# Collected data entries

========================

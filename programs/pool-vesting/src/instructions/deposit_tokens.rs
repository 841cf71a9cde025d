use anchor_lang::prelude::*;
use anchor_spl::token::{self, Token, TokenAccount, Transfer};

use crate::auth::require_admin;
use crate::constants::{CONFIG_SEED, VAULT_SEED};
use crate::error::VestingError;
use crate::state::Config;

pub fn deposit_tokens(ctx: Context<DepositTokens>, amount: u64) -> Result<()> {
    require!(amount > 0, VestingError::InvalidConfig);

    let config = &ctx.accounts.config;
    require_admin(config, &ctx.accounts.admin.key())?;

    require_keys_eq!(
        ctx.accounts.admin_token_account.mint,
        config.mint,
        VestingError::InvalidTokenMint
    );
    require_keys_eq!(
        ctx.accounts.admin_token_account.owner,
        ctx.accounts.admin.key(),
        VestingError::InvalidTokenAccount
    );

    token::transfer(
        CpiContext::new(
            ctx.accounts.token_program.to_account_info(),
            Transfer {
                from: ctx.accounts.admin_token_account.to_account_info(),
                to: ctx.accounts.vault.to_account_info(),
                authority: ctx.accounts.admin.to_account_info(),
            },
        ),
        amount,
    )?;

    ctx.accounts.vault.reload()?;

    emit!(TokensDeposited {
        admin: ctx.accounts.admin.key(),
        amount,
        vault_balance: ctx.accounts.vault.amount,
    });

    Ok(())
}

#[derive(Accounts)]
pub struct DepositTokens<'info> {
    #[account(seeds = [CONFIG_SEED], bump = config.bump)]
    pub config: Account<'info, Config>,

    #[account(
        mut,
        seeds = [VAULT_SEED, config.key().as_ref(), config.mint.as_ref()],
        bump,
        constraint = vault.mint == config.mint @ VestingError::InvalidTokenMint,
    )]
    pub vault: Account<'info, TokenAccount>,

    #[account(mut)]
    pub admin_token_account: Account<'info, TokenAccount>,

    #[account(mut)]
    pub admin: Signer<'info>,

    pub token_program: Program<'info, Token>,
}

#[event]
pub struct TokensDeposited {
    pub admin: Pubkey,
    pub amount: u64,
    pub vault_balance: u64,
}
use anchor_lang::prelude::*;

use crate::auth::require_admin;
use crate::constants::CONFIG_SEED;
use crate::error::VestingError;
use crate::state::Config;

pub fn transfer_admin(ctx: Context<TransferAdmin>, new_admin: Pubkey) -> Result<()> {
    require!(new_admin != Pubkey::default(), VestingError::InvalidPubkey);

    let config = &mut ctx.accounts.config;
    require_admin(config, &ctx.accounts.admin.key())?;

    let old_admin = config.admin;
    config.admin = new_admin;

    emit!(AdminTransferred {
        old_admin,
        new_admin,
    });
    Ok(())
}

#[derive(Accounts)]
pub struct TransferAdmin<'info> {
    #[account(mut, seeds = [CONFIG_SEED], bump = config.bump)]
    pub config: Account<'info, Config>,

    pub admin: Signer<'info>,
}

#[event]
pub struct AdminTransferred {
    pub old_admin: Pubkey,
    pub new_admin: Pubkey,
}
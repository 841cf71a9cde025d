use anchor_lang::prelude::*;
use anchor_spl::token::{self, Token, TokenAccount, Transfer};

use crate::auth::require_admin;
use crate::constants::{CONFIG_SEED, VAULT_SEED};
use crate::error::VestingError;
use crate::state::Config;

/// Withdraws vault tokens that no allocation can still claim.
pub fn withdraw_surplus(ctx: Context<WithdrawSurplus>, amount: u64) -> Result<()> {
    require!(amount > 0, VestingError::InvalidConfig);

    let config = &ctx.accounts.config;
    require_admin(config, &ctx.accounts.admin.key())?;

    require_keys_eq!(
        ctx.accounts.admin_destination.mint,
        config.mint,
        VestingError::InvalidTokenMint
    );
    require_keys_eq!(
        ctx.accounts.admin_destination.owner,
        ctx.accounts.admin.key(),
        VestingError::InvalidTokenAccount
    );

    let balance = ctx.accounts.vault.amount;
    require!(balance >= amount, VestingError::InsufficientVaultBalance);
    require!(
        balance - amount >= config.outstanding()?,
        VestingError::WithdrawExceedsSurplus
    );

    let signer_seeds: &[&[&[u8]]] = &[&[CONFIG_SEED, &[config.bump]]];
    token::transfer(
        CpiContext::new_with_signer(
            ctx.accounts.token_program.to_account_info(),
            Transfer {
                from: ctx.accounts.vault.to_account_info(),
                to: ctx.accounts.admin_destination.to_account_info(),
                authority: ctx.accounts.config.to_account_info(),
            },
            signer_seeds,
        ),
        amount,
    )?;

    emit!(SurplusWithdrawn {
        admin: ctx.accounts.admin.key(),
        amount,
        vault_balance: balance - amount,
    });

    Ok(())
}

#[derive(Accounts)]
pub struct WithdrawSurplus<'info> {
    #[account(seeds = [CONFIG_SEED], bump = config.bump)]
    pub config: Account<'info, Config>,

    #[account(
        mut,
        seeds = [VAULT_SEED, config.key().as_ref(), config.mint.as_ref()],
        bump,
        constraint = vault.mint == config.mint @ VestingError::InvalidTokenMint,
    )]
    pub vault: Account<'info, TokenAccount>,

    #[account(mut)]
    pub admin_destination: Account<'info, TokenAccount>,

    pub admin: Signer<'info>,

    pub token_program: Program<'info, Token>,
}

#[event]
pub struct SurplusWithdrawn {
    pub admin: Pubkey,
    pub amount: u64,
    pub vault_balance: u64,
}
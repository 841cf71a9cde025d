use anchor_lang::prelude::*;

use crate::constants::ALLOCATION_SEED;
use crate::error::VestingError;

/// One beneficiary's entitlement and payout history within one pool.
#[account]
#[derive(Debug, Default, PartialEq, Eq)]
pub struct Allocation {
    pub pool_id: u64,
    pub beneficiary: Pubkey,
    /// Total entitlement; fixed at creation.
    pub total_amount: u64,
    /// Cumulative amount transferred; never decreases.
    pub distributed_amount: u64,
    /// Terminal. Vesting is frozen at `frozen_vested`.
    pub revoked: bool,
    /// Reversible claim pause.
    pub disabled: bool,
    /// Vested amount snapshotted at revocation.
    pub frozen_vested: u64,
    pub bump: u8,
}

impl Allocation {
    pub const SIZE: usize =
        8 +  // pool_id
        32 + // beneficiary
        8 +  // total_amount
        8 +  // distributed_amount
        1 +  // revoked
        1 +  // disabled
        8 +  // frozen_vested
        1;   // bump

    /// PDA of this entry under `pool`, rebuilt from the stored bump.
    pub fn address(&self, pool: &Pubkey) -> Result<Pubkey> {
        Pubkey::create_program_address(
            &[
                ALLOCATION_SEED,
                pool.as_ref(),
                self.beneficiary.as_ref(),
                &[self.bump],
            ],
            &crate::ID,
        )
        .map_err(|_| error!(VestingError::NotWhitelisted))
    }

    pub fn is_initialized(&self) -> bool {
        self.beneficiary != Pubkey::default()
    }

    /// Fills a freshly created entry. An entry that already names a
    /// beneficiary cannot be re-initialized.
    pub fn initialize(
        &mut self,
        pool_id: u64,
        beneficiary: Pubkey,
        total_amount: u64,
        bump: u8,
    ) -> Result<()> {
        require!(!self.is_initialized(), VestingError::DuplicateAllocation);
        require!(beneficiary != Pubkey::default(), VestingError::InvalidPubkey);
        require!(total_amount > 0, VestingError::InvalidAllocation);

        *self = Allocation {
            pool_id,
            beneficiary,
            total_amount,
            distributed_amount: 0,
            revoked: false,
            disabled: false,
            frozen_vested: 0,
            bump,
        };
        Ok(())
    }

    pub fn set_disabled(&mut self, disabled: bool) {
        self.disabled = disabled;
    }

    /// Freezes vesting at `vested_now` and returns the forfeited remainder.
    pub fn revoke(&mut self, vested_now: u64) -> Result<u64> {
        require!(!self.revoked, VestingError::AlreadyRevoked);
        let frozen = vested_now
            .max(self.distributed_amount)
            .min(self.total_amount);
        let forfeited = self
            .total_amount
            .checked_sub(frozen)
            .ok_or(VestingError::MathOverflow)?;
        self.frozen_vested = frozen;
        self.revoked = true;
        Ok(forfeited)
    }

    /// Credits a confirmed transfer. Fails closed if the ledger would exceed
    /// the entitlement.
    pub fn record_distribution(&mut self, amount: u64) -> Result<()> {
        let next = self
            .distributed_amount
            .checked_add(amount)
            .ok_or(VestingError::MathOverflow)?;
        if next > self.total_amount {
            msg!(
                "ledger overrun: distributed {} + {} > total {}",
                self.distributed_amount,
                amount,
                self.total_amount
            );
            return err!(VestingError::LedgerOverrun);
        }
        self.distributed_amount = next;
        Ok(())
    }
}

#[cfg(test)]
mod tests {
    use super::*;

    fn wallet() -> Pubkey {
        Pubkey::new_from_array([7u8; 32])
    }

    fn entry(total: u64) -> Allocation {
        let mut a = Allocation::default();
        a.initialize(0, wallet(), total, 255).unwrap();
        a
    }

    #[test]
    fn initialize_starts_with_clean_ledger() {
        let a = entry(1_000_000);
        assert_eq!(a.beneficiary, wallet());
        assert_eq!(a.total_amount, 1_000_000);
        assert_eq!(a.distributed_amount, 0);
        assert!(!a.revoked);
        assert!(!a.disabled);
    }

    #[test]
    fn address_matches_the_derived_pda() {
        let pool = Pubkey::new_from_array([4u8; 32]);
        let (expected, bump) = Pubkey::find_program_address(
            &[ALLOCATION_SEED, pool.as_ref(), wallet().as_ref()],
            &crate::ID,
        );
        let mut a = Allocation::default();
        a.initialize(0, wallet(), 10, bump).unwrap();
        assert_eq!(a.address(&pool).unwrap(), expected);

        let other_pool = Pubkey::new_from_array([6u8; 32]);
        assert_ne!(a.address(&other_pool).ok(), Some(expected));
    }

    #[test]
    fn second_initialize_is_a_duplicate() {
        let mut a = entry(100);
        let err = a.initialize(0, wallet(), 50, 255).unwrap_err();
        assert_eq!(err, VestingError::DuplicateAllocation.into());
        assert_eq!(a.total_amount, 100);
    }

    #[test]
    fn initialize_rejects_default_key_and_zero_amount() {
        let mut a = Allocation::default();
        let err = a.initialize(0, Pubkey::default(), 10, 255).unwrap_err();
        assert_eq!(err, VestingError::InvalidPubkey.into());
        let err = a.initialize(0, wallet(), 0, 255).unwrap_err();
        assert_eq!(err, VestingError::InvalidAllocation.into());
    }

    #[test]
    fn set_disabled_is_idempotent_and_leaves_amounts() {
        let mut a = entry(100);
        a.record_distribution(40).unwrap();
        a.set_disabled(true);
        a.set_disabled(true);
        assert!(a.disabled);
        a.set_disabled(false);
        assert!(!a.disabled);
        assert_eq!(a.total_amount, 100);
        assert_eq!(a.distributed_amount, 40);
    }

    #[test]
    fn record_distribution_fails_closed_on_overrun() {
        let mut a = entry(100);
        a.record_distribution(60).unwrap();
        let err = a.record_distribution(41).unwrap_err();
        assert_eq!(err, VestingError::LedgerOverrun.into());
        assert_eq!(a.distributed_amount, 60);
        a.record_distribution(40).unwrap();
        assert_eq!(a.distributed_amount, 100);
    }

    #[test]
    fn revoke_snapshots_and_reports_forfeit() {
        let mut a = entry(1_000);
        a.record_distribution(100).unwrap();
        assert_eq!(a.revoke(400).unwrap(), 600);
        assert!(a.revoked);
        assert_eq!(a.frozen_vested, 400);

        let err = a.revoke(900).unwrap_err();
        assert_eq!(err, VestingError::AlreadyRevoked.into());
        assert_eq!(a.frozen_vested, 400);
    }

    #[test]
    fn revoke_never_freezes_below_paid_out() {
        let mut a = entry(1_000);
        a.record_distribution(500).unwrap();
        // A schedule edit can push the live vested amount under what was paid.
        assert_eq!(a.revoke(200).unwrap(), 500);
        assert_eq!(a.frozen_vested, 500);
    }
}
use anchor_lang::prelude::*;

use crate::auth::require_admin;
use crate::constants::{CONFIG_SEED, POOL_SEED};
use crate::error::VestingError;
use crate::state::{self, Config, PoolParams, VestingPool};
use crate::utils::fingerprint::schedule_fingerprint;

/// Rewrites a pool's schedule in place. Takes effect for every amount not yet
/// claimed from the pool.
pub fn edit_pool(ctx: Context<EditPool>, pool_id: u64, params: PoolParams) -> Result<()> {
    let config = &ctx.accounts.config;
    require_admin(config, &ctx.accounts.admin.key())?;
    require!(pool_id < config.pool_count, VestingError::PoolNotFound);

    let pool_ai = ctx.accounts.pool.to_account_info();
    let mut pool: VestingPool = state::load(&pool_ai, VestingError::PoolNotFound)?;
    let previous_fingerprint = schedule_fingerprint(&pool);
    pool.configure(&params)?;
    state::store(&pool_ai, &pool)?;

    emit!(PoolEdited {
        pool_id,
        name: pool.name.clone(),
        cliff: pool.cliff,
        start: pool.start,
        duration: pool.duration,
        initial_unlock_ratio: pool.initial_unlock_ratio,
        revocable: pool.revocable,
        previous_fingerprint,
        fingerprint: schedule_fingerprint(&pool),
    });

    Ok(())
}

#[derive(Accounts)]
#[instruction(pool_id: u64)]
pub struct EditPool<'info> {
    #[account(seeds = [CONFIG_SEED], bump = config.bump)]
    pub config: Account<'info, Config>,

    /// CHECK: Pool PDA, deserialized in-handler so a missing pool reports `PoolNotFound`.
    #[account(mut, seeds = [POOL_SEED, pool_id.to_le_bytes().as_ref()], bump)]
    pub pool: UncheckedAccount<'info>,

    pub admin: Signer<'info>,
}

#[event]
pub struct PoolEdited {
    pub pool_id: u64,
    pub name: String,
    pub cliff: i64,
    pub start: i64,
    pub duration: u64,
    pub initial_unlock_ratio: u16,
    pub revocable: bool,
    pub previous_fingerprint: [u8; 32],
    pub fingerprint: [u8; 32],
}
use anchor_lang::prelude::*;

use crate::constants::{MAX_POOL_NAME_LEN, UNLOCK_RATIO_DENOMINATOR};
use crate::error::VestingError;

/// Schedule parameters accepted by `add_pool` and `edit_pool`.
#[derive(AnchorSerialize, AnchorDeserialize, Clone, Debug, PartialEq, Eq)]
pub struct PoolParams {
    pub name: String,
    /// Seconds after `start` at which the cliff sits.
    pub cliff_duration: i64,
    /// Unix seconds.
    pub start: i64,
    /// Seconds of linear vesting; 0 vests everything at `start`.
    pub duration: u64,
    /// Thousandths of the allocation unlocked at `start`.
    pub initial_unlock_ratio: u16,
    pub revocable: bool,
}

/// A named vesting schedule shared by many beneficiaries.
#[account]
#[derive(Debug, Default, PartialEq, Eq)]
pub struct VestingPool {
    pub pool_id: u64,
    pub name: String,
    /// Absolute cliff timestamp (`start + cliff_duration`). Stored for
    /// clients; the vesting formula does not consult it.
    pub cliff: i64,
    pub start: i64,
    pub duration: u64,
    pub initial_unlock_ratio: u16,
    pub revocable: bool,
    /// Sum of allocation totals in this pool.
    pub total_allocated: u64,
    pub beneficiary_count: u64,
    pub bump: u8,
}

impl VestingPool {
    pub const SIZE: usize =
        8 +                         // pool_id
        4 + MAX_POOL_NAME_LEN +     // name
        8 +                         // cliff
        8 +                         // start
        8 +                         // duration
        2 +                         // initial_unlock_ratio
        1 +                         // revocable
        8 +                         // total_allocated
        8 +                         // beneficiary_count
        1;                          // bump

    /// Validates `params` and overwrites every schedule field in place.
    pub fn configure(&mut self, params: &PoolParams) -> Result<()> {
        require!(
            params.name.len() <= MAX_POOL_NAME_LEN,
            VestingError::PoolNameTooLong
        );
        require!(
            params.initial_unlock_ratio <= UNLOCK_RATIO_DENOMINATOR,
            VestingError::InvalidUnlockRatio
        );
        require!(params.cliff_duration >= 0, VestingError::InvalidConfig);
        let cliff = params
            .start
            .checked_add(params.cliff_duration)
            .ok_or(VestingError::MathOverflow)?;

        self.name = params.name.clone();
        self.cliff = cliff;
        self.start = params.start;
        self.duration = params.duration;
        self.initial_unlock_ratio = params.initial_unlock_ratio;
        self.revocable = params.revocable;
        Ok(())
    }

    pub fn record_allocation(&mut self, amount: u64) -> Result<()> {
        self.total_allocated = self
            .total_allocated
            .checked_add(amount)
            .ok_or(VestingError::MathOverflow)?;
        self.beneficiary_count = self
            .beneficiary_count
            .checked_add(1)
            .ok_or(VestingError::MathOverflow)?;
        Ok(())
    }
}

#[cfg(test)]
mod tests {
    use super::*;

    fn params() -> PoolParams {
        PoolParams {
            name: "Added Strategy".to_string(),
            cliff_duration: 9_327_600,
            start: 1_700_000_000,
            duration: 600,
            initial_unlock_ratio: 1000,
            revocable: false,
        }
    }

    #[test]
    fn cliff_is_derived_from_start() {
        let mut pool = VestingPool::default();
        pool.configure(&params()).unwrap();
        assert_eq!(pool.name, "Added Strategy");
        assert_eq!(pool.cliff, 1_700_000_000 + 9_327_600);
        assert_eq!(pool.start, 1_700_000_000);
        assert_eq!(pool.duration, 600);
        assert_eq!(pool.initial_unlock_ratio, 1000);
        assert!(!pool.revocable);
    }

    #[test]
    fn rejects_ratio_above_one_thousand() {
        let mut pool = VestingPool::default();
        let err = pool
            .configure(&PoolParams { initial_unlock_ratio: 1001, ..params() })
            .unwrap_err();
        assert_eq!(err, VestingError::InvalidUnlockRatio.into());
        assert_eq!(pool, VestingPool::default());
    }

    #[test]
    fn rejects_negative_cliff_and_long_names() {
        let mut pool = VestingPool::default();
        let err = pool
            .configure(&PoolParams { cliff_duration: -1, ..params() })
            .unwrap_err();
        assert_eq!(err, VestingError::InvalidConfig.into());

        let err = pool
            .configure(&PoolParams { name: "x".repeat(MAX_POOL_NAME_LEN + 1), ..params() })
            .unwrap_err();
        assert_eq!(err, VestingError::PoolNameTooLong.into());
    }

    #[test]
    fn reconfigure_keeps_identity_and_totals() {
        let mut pool = VestingPool { pool_id: 3, bump: 254, ..Default::default() };
        pool.configure(&params()).unwrap();
        pool.record_allocation(100).unwrap();

        pool.configure(&PoolParams { name: String::new(), duration: 0, ..params() }).unwrap();
        assert_eq!(pool.pool_id, 3);
        assert_eq!(pool.bump, 254);
        assert_eq!(pool.total_allocated, 100);
        assert_eq!(pool.beneficiary_count, 1);
        assert_eq!(pool.duration, 0);
    }
}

========================

# ACTIVITY
If a line in the entries above contains the word "constants", copy it.

# SOLUTION
use crate::constants::{CONFIG_SEED, VAULT_SEED};
use crate::constants::CONFIG_SEED;
use crate::constants::{CONFIG_SEED, VAULT_SEED};
use crate::constants::ALLOCATION_SEED;
use crate::constants::{CONFIG_SEED, POOL_SEED};
use crate::constants::{MAX_POOL_NAME_LEN, UNLOCK_RATIO_DENOMINATOR};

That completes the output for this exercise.